TASK STATEMENT
Entries follow. Return each line that contains the word "subscription".

RECORDS FOR THIS TASK
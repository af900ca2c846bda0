//! Payment command and query handlers.

mod click_webhook;
mod create_payment;
mod get_transaction;
mod verify_purchase;

pub use click_webhook::{ClickWebhookCommand, ClickWebhookHandler, ClickWebhookResult};
pub use create_payment::{CreatePaymentCommand, CreatePaymentHandler, CreatePaymentResult};
pub use get_transaction::{GetTransactionHandler, GetTransactionQuery};
pub use verify_purchase::{VerifyPurchaseCommand, VerifyPurchaseHandler, VerifyPurchaseResult};
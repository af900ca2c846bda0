//! Application configuration module
//!
//! Type-safe configuration loading from environment variables using the
//! `config` and `dotenvy` crates. Configuration is loaded with the
//! `LINGUAPAY` prefix and nested values use `__` as separator.
//!
//! # Example
//!
//! ```no_run
//! use linguapay::config::AppConfig;
//!
//! let config = AppConfig::load().expect("Failed to load configuration");
//! config.validate().expect("Invalid configuration");
//! ```

mod auth;
mod database;
mod error;
mod payment;
mod server;

pub use auth::AuthConfig;
pub use database::DatabaseConfig;
pub use error::{ConfigError, ValidationError};
pub use payment::{ClickConfig, GooglePlayConfig, PaymeConfig, PaymentConfig};
pub use server::{Environment, ServerConfig};

use serde::Deserialize;

/// Root application configuration
#[derive(Debug, Clone, Deserialize)]
pub struct AppConfig {
    /// Server configuration (host, port, environment)
    #[serde(default)]
    pub server: ServerConfig,

    /// Database configuration (PostgreSQL connection)
    pub database: DatabaseConfig,

    /// Authentication configuration (client bearer tokens)
    pub auth: AuthConfig,

    /// Payment provider configuration
    pub payment: PaymentConfig,
}

impl AppConfig {
    /// Load configuration from environment variables
    ///
    /// Loads `.env` if present, then reads variables with the `LINGUAPAY`
    /// prefix, using `__` to separate nested values:
    ///
    /// - `LINGUAPAY__SERVER__PORT=8080` -> `server.port = 8080`
    /// - `LINGUAPAY__DATABASE__URL=...` -> `database.url = ...`
    ///
    /// # Errors
    ///
    /// Returns `ConfigError` if required variables are missing or values
    /// cannot be parsed into the expected types.
    pub fn load() -> Result<Self, ConfigError> {
        dotenvy::dotenv().ok();

        let config = config::Config::builder()
            .add_source(
                config::Environment::default()
                    .prefix("LINGUAPAY")
                    .separator("__"),
            )
            .build()?
            .try_deserialize()?;

        Ok(config)
    }

    /// Validate all configuration sections
    ///
    /// # Errors
    ///
    /// Returns `ValidationError` for the first invalid value found.
    pub fn validate(&self) -> Result<(), ValidationError> {
        self.server.validate()?;
        self.database.validate()?;
        self.auth.validate()?;
        self.payment.validate(&self.server.environment)?;
        Ok(())
    }
}
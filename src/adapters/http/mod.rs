//! HTTP adapters.

pub mod auth;
pub mod payment;
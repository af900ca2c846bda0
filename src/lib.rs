//! LinguaPay - Payment reconciliation and subscription entitlement service
//!
//! This crate converts asynchronous payment-gateway webhook notifications
//! into durable subscription entitlement changes, with exactly-once
//! crediting guarantees under duplicated, reordered, or forged deliveries.

pub mod adapters;
pub mod application;
pub mod config;
pub mod domain;
pub mod ports;
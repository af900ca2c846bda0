//! PostgreSQL adapters.

mod transaction_store;
mod user_store;

pub use transaction_store::PostgresTransactionStore;
pub use user_store::PostgresUserStore;
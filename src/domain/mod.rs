//! Domain layer: pure business logic, no I/O.

pub mod foundation;
pub mod payment;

ANSWER
//! LinguaPay - Payment reconciliation and subscription entitlement service
//! into durable subscription entitlement changes, with exactly-once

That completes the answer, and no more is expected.